Segment Start: Information shown
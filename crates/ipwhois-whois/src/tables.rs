//! Field tables for each registry's WHOIS output

use ipwhois_core::Rir;
use ipwhois_parse::{DatePolicy, FieldKind, FieldTable};
use once_cell::sync::Lazy;

use FieldKind::{Country, List, Text, Timestamp};

/// Email addresses anywhere in a `key: value` line
pub const EMAIL_PATTERN: &str =
    r".+?:.*?[^\S\n]+(?P<val>[\w\-\.]+?@[\w\-\.]+\.[\w\-]+)([^\S\n]+.*?)*?\n";

fn compile(
    entries: &[(&'static str, &str, FieldKind)],
    dates: Option<DatePolicy>,
) -> FieldTable {
    FieldTable::new(entries, dates, true).expect("WHOIS field patterns are valid")
}

static ARIN: Lazy<FieldTable> = Lazy::new(|| {
    compile(
        &[
            ("name", r"(NetName):[^\S\n]+(?P<val>.+?)\n", Text),
            ("handle", r"(NetHandle):[^\S\n]+(?P<val>.+?)\n", Text),
            ("description", r"(OrgName|CustName):[^\S\n]+(?P<val>.+?)(?P<stop>\n\S)", Text),
            ("country", r"(Country):[^\S\n]+(?P<val>.+?)\n", Country),
            ("state", r"(StateProv):[^\S\n]+(?P<val>.+?)\n", Text),
            ("city", r"(City):[^\S\n]+(?P<val>.+?)\n", Text),
            ("address", r"(Address):[^\S\n]+(?P<val>.+?)(?P<stop>\n\S)", Text),
            ("postal_code", r"(PostalCode):[^\S\n]+(?P<val>.+?)\n", Text),
            ("emails", EMAIL_PATTERN, List),
            ("created", r"(RegDate):[^\S\n]+(?P<val>.+?)\n", Timestamp),
            ("updated", r"(Updated):[^\S\n]+(?P<val>.+?)\n", Timestamp),
        ],
        Some(DatePolicy::new("%Y-%m-%d")),
    )
});

static RIPENCC: Lazy<FieldTable> = Lazy::new(|| {
    compile(
        &[
            ("name", r"(netname):[^\S\n]+(?P<val>.+?)\n", Text),
            ("handle", r"(nic-hdl):[^\S\n]+(?P<val>.+?)\n", Text),
            ("description", r"(descr):[^\S\n]+(?P<val>.+?)(?P<stop>\n\S)", Text),
            ("country", r"(country):[^\S\n]+(?P<val>.+?)\n", Country),
            ("address", r"(address):[^\S\n]+(?P<val>.+?)(?P<stop>\n\S)", Text),
            ("emails", EMAIL_PATTERN, List),
            (
                "created",
                r"(created):[^\S\n]+(?P<val>[0-9]{4}-[0-9]{2}-[0-9]{2}T[0-9]{2}:[0-9]{2}:[0-9]{2}Z).*?\n",
                Timestamp,
            ),
            (
                "updated",
                r"(last-modified):[^\S\n]+(?P<val>[0-9]{4}-[0-9]{2}-[0-9]{2}T[0-9]{2}:[0-9]{2}:[0-9]{2}Z).*?\n",
                Timestamp,
            ),
        ],
        Some(DatePolicy::new("%Y-%m-%dT%H:%M:%SZ")),
    )
});

static APNIC: Lazy<FieldTable> = Lazy::new(|| {
    compile(
        &[
            ("name", r"(netname):[^\S\n]+(?P<val>.+?)\n", Text),
            ("handle", r"(nic-hdl):[^\S\n]+(?P<val>.+?)\n", Text),
            ("description", r"(descr):[^\S\n]+(?P<val>.+?)(?P<stop>\n\S)", Text),
            ("country", r"(country):[^\S\n]+(?P<val>.+?)\n", Country),
            ("address", r"(address):[^\S\n]+(?P<val>.+?)(?P<stop>\n\S)", Text),
            ("emails", EMAIL_PATTERN, List),
            ("updated", r"(changed):[^\S\n]+.*(?P<val>[0-9]{8}).*?\n", Timestamp),
        ],
        Some(DatePolicy::new("%Y%m%d")),
    )
});

static LACNIC: Lazy<FieldTable> = Lazy::new(|| {
    compile(
        &[
            ("handle", r"(nic-hdl):[^\S\n]+(?P<val>.+?)\n", Text),
            ("description", r"(owner):[^\S\n]+(?P<val>.+?)(?P<stop>\n\S)", Text),
            ("country", r"(country):[^\S\n]+(?P<val>.+?)\n", Country),
            ("emails", EMAIL_PATTERN, List),
            ("created", r"(created):[^\S\n]+(?P<val>[0-9]+?)\n", Timestamp),
            ("updated", r"(changed):[^\S\n]+(?P<val>[0-9]+?)\n", Timestamp),
        ],
        Some(DatePolicy::new("%Y%m%d")),
    )
});

static AFRINIC: Lazy<FieldTable> = Lazy::new(|| {
    compile(
        &[
            ("name", r"(netname):[^\S\n]+(?P<val>.+?)\n", Text),
            ("handle", r"(nic-hdl):[^\S\n]+(?P<val>.+?)\n", Text),
            ("description", r"(descr):[^\S\n]+(?P<val>.+?)(?P<stop>\n\S)", Text),
            ("country", r"(country):[^\S\n]+(?P<val>.+?)\n", Country),
            ("address", r"(address):[^\S\n]+(?P<val>.+?)(?P<stop>\n\S)", Text),
            ("emails", EMAIL_PATTERN, List),
        ],
        None,
    )
});

/// Generic RWHOIS `network:` record fields
pub static RWHOIS: Lazy<FieldTable> = Lazy::new(|| {
    compile(
        &[
            ("cidr", r"(network:IP-Network):(?P<val>.+?)\n", Text),
            ("name", r"(network:ID):(?P<val>.+?)\n", Text),
            ("description", r"(network:(Org-Name|Organization(;I)?)):(?P<val>.+?)\n", Text),
            ("country", r"(network:(Country|Country-Code)):(?P<val>.+?)\n", Country),
            ("state", r"(network:State):(?P<val>.+?)\n", Text),
            ("city", r"(network:City):(?P<val>.+?)\n", Text),
            ("address", r"(network:Street-Address):(?P<val>.+?)\n", Text),
            ("postal_code", r"(network:Postal-Code):(?P<val>.+?)\n", Text),
            ("emails", EMAIL_PATTERN, List),
            ("created", r"(network:Created):(?P<val>.+?)\n", Timestamp),
            ("updated", r"(network:Updated):(?P<val>.+?)\n", Timestamp),
        ],
        None,
    )
});

/// Field table for a registry's WHOIS output
pub fn rir_fields(rir: Rir) -> &'static FieldTable {
    match rir {
        Rir::Arin => &ARIN,
        Rir::RipeNcc => &RIPENCC,
        Rir::Apnic => &APNIC,
        Rir::Lacnic => &LACNIC,
        Rir::Afrinic => &AFRINIC,
    }
}

#[cfg(test)]
mod tests {
    use super::*;
    use ipwhois_parse::{parse_fields, Bounds};

    #[test]
    fn test_tables_compile() {
        for rir in Rir::ALL {
            assert!(rir_fields(rir).names().any(|name| name == "emails"));
        }
        assert_eq!(RWHOIS.fields.len(), 11);
    }

    #[test]
    fn test_ripencc_fields() {
        let text = "inetnum:        193.0.0.0 - 193.0.7.255\n\
netname:        RIPE-NCC\n\
descr:          RIPE Network Coordination Centre\n\
descr:          Amsterdam, Netherlands\n\
country:        nl\n\
created:        2003-03-17T12:15:57Z\n\
last-modified:  2017-12-04T14:42:31Z\n\
source:         RIPE\n";

        let fields = parse_fields(text, rir_fields(Rir::RipeNcc), Bounds::all(), None);
        assert_eq!(fields.text("name"), Some("RIPE-NCC"));
        assert_eq!(
            fields.text("description"),
            Some("RIPE Network Coordination Centre\nAmsterdam, Netherlands")
        );
        assert_eq!(fields.text("country"), Some("NL"));
        assert_eq!(fields.text("created"), Some("2003-03-17T12:15:57"));
        assert_eq!(fields.text("updated"), Some("2017-12-04T14:42:31"));
    }

    #[test]
    fn test_apnic_changed_date() {
        let text = "netname:  APNIC-LABS\nchanged:  hm-changed@apnic.net 20160520\nsource: APNIC\n";
        let fields = parse_fields(text, rir_fields(Rir::Apnic), Bounds::all(), None);
        assert_eq!(fields.text("updated"), Some("2016-05-20T00:00:00"));
        assert_eq!(fields.list("emails"), Some(vec!["hm-changed@apnic.net".to_string()]));
    }

    #[test]
    fn test_lacnic_dates() {
        let text = "owner:    Example SA\nownerid:  BR-EXSA-LACNIC\ncreated:  19980101\nchanged:  20170808\n";
        let fields = parse_fields(text, rir_fields(Rir::Lacnic), Bounds::all(), None);
        assert_eq!(fields.text("description"), Some("Example SA"));
        assert_eq!(fields.text("created"), Some("1998-01-01T00:00:00"));
        assert_eq!(fields.text("updated"), Some("2017-08-08T00:00:00"));
    }

    #[test]
    fn test_rwhois_fields() {
        let text = "network:ID:NET-EXAMPLE-1\n\
network:Org-Name:Example Hosting\n\
network:IP-Network:192.0.2.0/24\n\
network:Country-Code:us\n\
network:Created:20100101\n";
        let fields = parse_fields(text, &RWHOIS, Bounds::all(), None);
        assert_eq!(fields.text("name"), Some("NET-EXAMPLE-1"));
        assert_eq!(fields.text("description"), Some("Example Hosting"));
        assert_eq!(fields.text("cidr"), Some("192.0.2.0/24"));
        assert_eq!(fields.text("country"), Some("US"));
        assert_eq!(fields.text("created"), Some("20100101"));
    }
}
Segment End: Information shown
◆ **What is expected**
Which lines above contain the word "last"? List them.

◆ **Result for this exercise**
                r"(last-modified):[^\S\n]+(?P<val>[0-9]{4}-[0-9]{2}-[0-9]{2}T[0-9]{2}:[0-9]{2}:[0-9]{2}Z).*?\n",
last-modified:  2017-12-04T14:42:31Z\n\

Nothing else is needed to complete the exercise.